E, como esperado, o consumo de açúcar mostrou amentar o nível de glicose no sangue e de hormônios responsável por regular a glicemia, incluindo insulina e o peptídeo similar ao glucagon 1 (GLP-1). Já o consumo de sucralose não mostrou ter efeitos sobre os níveis desses hormônios.
Uma elevação na glicose sanguínea mostrou estar inversamente ligada à atividade hipotalâmica, especialmente no hipotálamo medial. Curiosamente, indivíduos com obesidade exibiram respostas mais fracas nesse contexto, sugerindo disrupção nos caminhos de sinalização cerebral envolvendo glicose - possivelmente explicando por que pessoas obesas têm maior dificuldade em parar o consumo alimentar.
Os achados reforçam que o corpo usa glicose e os hormônios insulina e GLP-1 para informar ao cérebro que o indivíduo consumiu efetivamente calorias, com subsequente redução na fome. Como a sucralose não influencia significativamente nesses hormônios após o consumo, esse feedback não ocorre, mantendo ou potencialmente exacerbando o estado de fome. Ou seja, o cérebro não é enganado em termos de saciedade, mas fica confuso e potencialmente mais faminto - e pode talvez mandar sinalização para o indivíduo comer mais. E a pergunta que fica: a longo prazo essa confusão pode favorecer obesidade?
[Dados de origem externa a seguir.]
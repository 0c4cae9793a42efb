use rusqlite::{params, params_from_iter};
use rusqlite::types::Value;
use usage_core::RequestRecord;

use crate::Db;
use crate::error::Result;
use crate::helpers::{REQUEST_COLUMNS, row_to_request_record, sql_count};
use crate::types::{RequestFilter, RequestPage};

impl Db {
    /// Writes the batch in one transaction, replacing rows that share an id.
    pub fn upsert_requests(&mut self, requests: &[RequestRecord]) -> Result<usize> {
        if requests.is_empty() {
            return Ok(0);
        }
        let tx = self.conn.transaction()?;
        let mut written = 0usize;
        {
            let mut stmt = tx.prepare(
                r#"
                INSERT INTO langfuse_requests (
                  id, trace_id, name, model, started_at, finished_at,
                  input_tokens, output_tokens, total_tokens, cost, latency_ms
                ) VALUES (
                  ?1, ?2, ?3, ?4, ?5, ?6, ?7, ?8, ?9, ?10, ?11
                )
                ON CONFLICT(id) DO UPDATE SET
                  trace_id = excluded.trace_id,
                  name = excluded.name,
                  model = excluded.model,
                  started_at = excluded.started_at,
                  finished_at = excluded.finished_at,
                  input_tokens = excluded.input_tokens,
                  output_tokens = excluded.output_tokens,
                  total_tokens = excluded.total_tokens,
                  cost = excluded.cost,
                  latency_ms = excluded.latency_ms
                "#,
            )?;
            for request in requests {
                written += stmt.execute(params![
                    request.id,
                    request.trace_id,
                    request.name,
                    request.model,
                    request.started_at,
                    request.finished_at,
                    sql_count(request.input_tokens),
                    sql_count(request.output_tokens),
                    sql_count(request.total_tokens),
                    request.cost,
                    request.latency_ms,
                ])?;
            }
        }
        tx.commit()?;
        Ok(written)
    }

    /// One page of requests, most recent first, plus the filtered total.
    pub fn get_requests(
        &self,
        page: u32,
        limit: u32,
        filter: &RequestFilter,
    ) -> Result<RequestPage> {
        let offset = page.saturating_sub(1) as i64 * limit as i64;
        let (where_sql, values) = filter.where_clause();

        let limit_index = values.len() + 1;
        let sql = format!(
            "SELECT {REQUEST_COLUMNS} FROM langfuse_requests {where_sql} \
             ORDER BY started_at DESC, id ASC LIMIT ?{} OFFSET ?{}",
            limit_index,
            limit_index + 1
        );
        let mut page_values = values.clone();
        page_values.push(Value::Integer(limit as i64));
        page_values.push(Value::Integer(offset));
        let mut stmt = self.conn.prepare(&sql)?;
        let rows = stmt.query_map(params_from_iter(page_values), row_to_request_record)?;
        let rows = rows.collect::<std::result::Result<Vec<_>, _>>()?;

        let count_sql = format!("SELECT COUNT(*) FROM langfuse_requests {where_sql}");
        let total: i64 =
            self.conn
                .query_row(&count_sql, params_from_iter(values), |row| row.get(0))?;

        Ok(RequestPage {
            rows,
            total: total.max(0) as u64,
        })
    }

    pub fn get_distinct_models(&self) -> Result<Vec<String>> {
        let mut stmt = self.conn.prepare(
            r#"
            SELECT DISTINCT model
            FROM langfuse_requests
            WHERE model IS NOT NULL
            ORDER BY model ASC
            "#,
        )?;
        let rows = stmt.query_map([], |row| row.get::<_, String>(0))?;
        Ok(rows.collect::<std::result::Result<Vec<_>, _>>()?)
    }
}
mod error;
mod helpers;
mod imports;
mod metrics;
mod migrations;
mod requests;
mod types;

use std::path::Path;
use std::sync::Arc;

use parking_lot::Mutex;
use rusqlite::Connection;

pub use error::{DbError, Result};
pub use types::{RequestFilter, RequestPage, RunCompletion, TerminalStatus};

/// Process-wide database handle. Each repository call holds the lock for one transaction.
pub type SharedDb = Arc<Mutex<Db>>;

pub struct Db {
    conn: Connection,
}

impl Db {
    pub fn open(path: impl AsRef<Path>) -> Result<Self> {
        let conn = Connection::open(path)?;
        conn.pragma_update(None, "journal_mode", "WAL")?;
        conn.pragma_update(None, "synchronous", "NORMAL")?;
        conn.pragma_update(None, "temp_store", "MEMORY")?;
        conn.pragma_update(None, "cache_size", -20_000)?;
        conn.pragma_update(None, "foreign_keys", "ON")?;
        Ok(Self { conn })
    }

    pub fn into_shared(self) -> SharedDb {
        Arc::new(Mutex::new(self))
    }
}
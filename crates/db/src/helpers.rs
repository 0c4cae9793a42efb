use rusqlite::Row;
use rusqlite::types::Type;
use usage_core::{DailyMetric, ImportMode, ImportRun, ImportStatus, RequestRecord};

pub(crate) const IMPORT_COLUMNS: &str =
    "id, started_at, finished_at, mode, from_timestamp, to_timestamp, status, error_message";

pub(crate) const REQUEST_COLUMNS: &str = "id, trace_id, name, model, started_at, finished_at, \
     input_tokens, output_tokens, total_tokens, cost, latency_ms";

/// Counts are stored as INTEGER; values beyond `i64::MAX` are pinned there.
pub(crate) fn sql_count(value: u64) -> i64 {
    i64::try_from(value).unwrap_or(i64::MAX)
}

#[derive(Debug, thiserror::Error)]
#[error("unexpected {column} value {value:?}")]
struct UnexpectedValue {
    column: &'static str,
    value: String,
}

fn unexpected(index: usize, column: &'static str, value: String) -> rusqlite::Error {
    rusqlite::Error::FromSqlConversionFailure(
        index,
        Type::Text,
        Box::new(UnexpectedValue { column, value }),
    )
}

pub(crate) fn row_to_import_run(row: &Row<'_>) -> std::result::Result<ImportRun, rusqlite::Error> {
    let mode: String = row.get(3)?;
    let status: String = row.get(6)?;
    Ok(ImportRun {
        id: row.get(0)?,
        started_at: row.get(1)?,
        finished_at: row.get(2)?,
        mode: ImportMode::parse(&mode).ok_or_else(|| unexpected(3, "mode", mode.clone()))?,
        from_timestamp: row.get(4)?,
        to_timestamp: row.get(5)?,
        status: ImportStatus::parse(&status)
            .ok_or_else(|| unexpected(6, "status", status.clone()))?,
        error_message: row.get(7)?,
    })
}

pub(crate) fn row_to_daily_metric(
    row: &Row<'_>,
) -> std::result::Result<DailyMetric, rusqlite::Error> {
    Ok(DailyMetric {
        date: row.get(0)?,
        model: row.get(1)?,
        input_tokens: row.get::<_, i64>(2)?.max(0) as u64,
        output_tokens: row.get::<_, i64>(3)?.max(0) as u64,
        total_tokens: row.get::<_, i64>(4)?.max(0) as u64,
        request_count: row.get::<_, i64>(5)?.max(0) as u64,
        total_cost: row.get(6)?,
    })
}

pub(crate) fn row_to_request_record(
    row: &Row<'_>,
) -> std::result::Result<RequestRecord, rusqlite::Error> {
    Ok(RequestRecord {
        id: row.get(0)?,
        trace_id: row.get(1)?,
        name: row.get(2)?,
        model: row.get(3)?,
        started_at: row.get(4)?,
        finished_at: row.get(5)?,
        input_tokens: row.get::<_, i64>(6)?.max(0) as u64,
        output_tokens: row.get::<_, i64>(7)?.max(0) as u64,
        total_tokens: row.get::<_, i64>(8)?.max(0) as u64,
        cost: row.get(9)?,
        latency_ms: row.get(10)?,
    })
}
use std::sync::Arc;

use ingest::{ImportOrchestrator, TelemetryClient, TelemetrySource};
use tokio::sync::Mutex;
use tracing::info;
use usage_core::ImportRun;
use usage_db::SharedDb;

use crate::error::Result;
use crate::services::SharedConfig;

#[derive(Clone)]
pub struct ImportService {
    config: SharedConfig,
    db: SharedDb,
    in_flight: Arc<Mutex<()>>,
}

impl ImportService {
    pub(super) fn new(config: SharedConfig, db: SharedDb) -> Self {
        Self {
            config,
            db,
            in_flight: Arc::new(Mutex::new(())),
        }
    }

    pub fn is_configured(&self) -> bool {
        self.config.telemetry.is_configured()
    }

    /// Imports from the configured upstream. Fails before creating a run when credentials
    /// are missing.
    pub async fn run(&self) -> Result<ImportRun> {
        let client = TelemetryClient::new(&self.config.telemetry)?;
        self.run_with(client).await
    }

    /// Imports from `source`. Calls are serialized, so each one plans its window from the
    /// checkpoint left by the previous call.
    pub async fn run_with<S: TelemetrySource>(&self, source: S) -> Result<ImportRun> {
        let _guard = self.in_flight.lock().await;
        let run = ImportOrchestrator::new(self.db.clone(), source)
            .run_import()
            .await?;
        info!(run_id = run.id, status = run.status.as_str(), "import run recorded");
        Ok(run)
    }
}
Em experimentos prévios explorando roedores, resultados têm apontado que adoçantes não-nutritivos estimulam fome ao interferir com respostas convencionais para o gosto doce e sinalização nutricional que ocorrem com o açúcar comum. E estudos epidemiológicos em humanos têm ligado o consumo de adoçantes não-nutritivos com ganho de peso, obesidade e diabetes tipo 2.
Na prática, uma pessoa pode não resolver a fome ou ficar mais faminta após beber um refrigerante zero-caloria, potencialmente dificultando esforços de emagrecimento. Em indivíduos sob dieta de restrição calórica, o uso de adoçantes não-nutritivos precisa talvez ser melhor planejado.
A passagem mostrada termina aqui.